Der Vorschlag zur zukünftigen Ausgestaltung der
Verpackungsverordnung soll nach Vorstellung der Bundesregierung auf Grundlage des Planspiels des Umweltbundesamtes erarbeitet werden. Es steht für mich völlig
außer Frage, dass die Ergebnisse des Planspiels umgehend an den Bundestag weitergeleitet werden müssen,
wie von der SPD in ihrem Antrag gefordert. Denn über
die neue Verpackungsverordnung wird nicht alleine die
Bundesregierung entscheiden, sondern auch der Bundestag. Frühzeitige Information ist für mich daher eine
Selbstverständlichkeit.
Auch ist völlig klar: Das Planspiel muss alle Optionen der Wertstoffsammlung prüfen - nicht nur die der
Bundesregierung genehmen -, also auch: Erfassung aller Wertstoffe - auch Verpackungen - unter kommunaler
Kontrolle. Ergebnisoffenes Planspiel muss heißen: Alle
Möglichkeiten werden geprüft. Sonst ist das Ergebnis
wenig aussagekräftig.
Ich würde aber noch weiter gehen als die SPD in ihren Anträgen und fragen: Warum sollen so viele wichtige Entscheidungen zur Zukunft der Abfallpolitik per
Regierungsverordnung festgelegt werden und nicht im
Abfallgesetz, wo sie einem demokratischen Prozess mit
Beteiligung unterliegen würden? Diese Frage wird uns
sicherlich auch bei unseren Diskussionen zum neuen
Kreislaufwirtschaftsgesetz beschäftigen.
Der Bundesumweltminister verspricht immer gerne
einen Aufbruch hin zu mehr Ressourceneffizienz. Die
Einführung der Wertstofftonne ist nur ein Beispiel, wo es
die Bundesregierung aber völlig verschlafen hat, rechtzeitig praktikable und ambitionierte Konzepte zu erarbeiten, die mehr wertvolle Rohstoffe in die Wirtschaft zurückführen. So werden Chancen für mehr Umwelt- und
Klimaschutz leichtfertig vertan. Wir können gespannt
sein auf die kommenden Monate, in denen das neue Abfallrecht in Bundestag und Bundesrat debattiert wird.
Interfraktionell wird die Überweisung der Vorlage auf
Drucksache 17/5898 an die in der Tagesordnung aufgeführten Ausschüsse vorgeschlagen. - Sie alle sind damit
einverstanden. Widerspruch erhebt sich nicht.

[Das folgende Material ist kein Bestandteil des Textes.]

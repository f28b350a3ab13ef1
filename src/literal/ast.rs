//! Syntax tree for literal expressions

use indexmap::IndexMap;

use crate::model::{element_name, entry_name, Literal, ValueDefinition};

/// A parsed literal expression
#[derive(Debug, Clone, PartialEq)]
pub enum LiteralExpr {
    Atom(Literal),
    List(Vec<LiteralExpr>),
    Tuple(Vec<LiteralExpr>),
    Set(Vec<LiteralExpr>),
    /// Keys are plain scalars
    Dict(Vec<(Literal, LiteralExpr)>),
}

impl LiteralExpr {
    /// Convert into a value definition named `name`. Elements are named after
    /// their position (or key) below `name`.
    pub fn into_value_definition(self, name: &str) -> ValueDefinition {
        match self {
            LiteralExpr::Atom(Literal::Str(s)) => ValueDefinition::text(name, s),
            LiteralExpr::Atom(literal) => ValueDefinition::scalar(name, literal),
            LiteralExpr::List(items) => {
                ValueDefinition::list(name, convert_items(items, name, "list"))
            }
            LiteralExpr::Tuple(items) => {
                ValueDefinition::tuple(name, convert_items(items, name, "tuple"))
            }
            LiteralExpr::Set(items) => ValueDefinition::set(name, convert_items(items, name, "set")),
            LiteralExpr::Dict(entries) => {
                let mut mapping = IndexMap::with_capacity(entries.len());
                for (key, value) in entries {
                    let key = key.key_string();
                    let value = value.into_value_definition(&entry_name(name, &key));
                    // later duplicates win, as with a literal dict
                    mapping.insert(key, value);
                }
                ValueDefinition::mapping(name, mapping)
            }
        }
    }
}

fn convert_items(items: Vec<LiteralExpr>, name: &str, shape: &str) -> Vec<ValueDefinition> {
    items
        .into_iter()
        .enumerate()
        .map(|(i, item)| item.into_value_definition(&element_name(name, shape, i)))
        .collect()
}
//! Declarations as extracted from a source, before template chains are merged

use indexmap::IndexMap;

use crate::model::{Factory, ObjectDefinition, Scope, ValueDefinition};

/// Constructor arguments and properties of one declaration
#[derive(Debug, Clone, Default, PartialEq)]
pub struct ExtractedArgs {
    /// `None` marks a slot left open for a template to fill
    pub positional: Vec<Option<ValueDefinition>>,
    pub named: IndexMap<String, ValueDefinition>,
    pub properties: Vec<ValueDefinition>,
}

impl ExtractedArgs {
    /// Fold a parent's arguments underneath these. Entries already present win.
    pub fn merge_parent(&mut self, parent: &ExtractedArgs) {
        if self.positional.len() < parent.positional.len() {
            self.positional.resize(parent.positional.len(), None);
        }
        for (slot, inherited) in self.positional.iter_mut().zip(&parent.positional) {
            if slot.is_none() {
                slot.clone_from(inherited);
            }
        }

        for (name, value) in &parent.named {
            if !self.named.contains_key(name) {
                self.named.insert(name.clone(), value.clone());
            }
        }

        for property in &parent.properties {
            if !self.properties.iter().any(|p| p.name() == property.name()) {
                self.properties.push(property.clone());
            }
        }
    }
}

/// One top-level declaration of a source
#[derive(Debug, Clone, PartialEq)]
pub struct DraftDefinition {
    pub id: String,
    pub factory: Factory,
    pub scope: Scope,
    pub lazy_init: bool,
    pub is_abstract: bool,
    pub parent: Option<String>,
    pub args: ExtractedArgs,
    /// Inline definitions found while extracting `args`, in document order
    pub inner: Vec<ObjectDefinition>,
}

impl DraftDefinition {
    pub fn new(id: impl Into<String>, factory: Factory) -> Self {
        Self {
            id: id.into(),
            factory,
            scope: Scope::default(),
            lazy_init: false,
            is_abstract: false,
            parent: None,
            args: ExtractedArgs::default(),
            inner: Vec::new(),
        }
    }

    /// Build the final definition from these attributes and `args`
    pub fn build(&self, factory: Factory, args: ExtractedArgs) -> ObjectDefinition {
        ObjectDefinition {
            id: self.id.clone(),
            factory,
            scope: self.scope,
            lazy_init: self.lazy_init,
            is_abstract: self.is_abstract,
            parent: self.parent.clone(),
            constructor_args: args.positional,
            named_args: args.named,
            properties: args.properties,
        }
    }

    /// The definition as declared, without consulting any template
    pub fn into_definition(mut self) -> ObjectDefinition {
        let args = std::mem::take(&mut self.args);
        let factory = self.factory.clone();
        self.build(factory, args)
    }
}

#[cfg(test)]
mod tests {
    use super::*;
    use pretty_assertions::assert_eq;

    fn text(name: &str, value: &str) -> ValueDefinition {
        ValueDefinition::text(name, value)
    }

    #[test]
    fn test_merge_pads_and_fills_open_slots() {
        let mut leaf = ExtractedArgs {
            positional: vec![None, Some(text("constr[1]", "leaf"))],
            ..Default::default()
        };
        let parent = ExtractedArgs {
            positional: vec![
                Some(text("constr[0]", "p0")),
                Some(text("constr[1]", "p1")),
                Some(text("constr[2]", "p2")),
            ],
            ..Default::default()
        };

        leaf.merge_parent(&parent);

        assert_eq!(
            leaf.positional,
            vec![
                Some(text("constr[0]", "p0")),
                Some(text("constr[1]", "leaf")),
                Some(text("constr[2]", "p2")),
            ]
        );
    }

    #[test]
    fn test_merge_keeps_existing_named_and_properties() {
        let mut leaf = ExtractedArgs::default();
        leaf.named.insert("host".into(), text("host", "leaf"));
        leaf.properties.push(text("debug", "True"));

        let mut parent = ExtractedArgs::default();
        parent.named.insert("host".into(), text("host", "parent"));
        parent.named.insert("port".into(), text("port", "80"));
        parent.properties.push(text("debug", "False"));
        parent.properties.push(text("name", "svc"));

        leaf.merge_parent(&parent);

        assert_eq!(leaf.named["host"], text("host", "leaf"));
        assert_eq!(leaf.named["port"], text("port", "80"));
        assert_eq!(
            leaf.properties,
            vec![text("debug", "True"), text("name", "svc")]
        );
    }
}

Tagesordnungspunkt 22 b. Der Ausschuss für Umwelt, Naturschutz und Reaktorsicherheit empfiehlt in
seiner Beschlussempfehlung auf Drucksache 17/5886,
den Antrag der Fraktion der SPD auf Drucksache 17/5484
abzulehnen. Wer stimmt für diese Beschlussempfehlung? Das sind die Koalitionsfraktionen. Gegenprobe! - Sozialdemokraten und Bündnis 90/Die Grünen. Enthaltungen?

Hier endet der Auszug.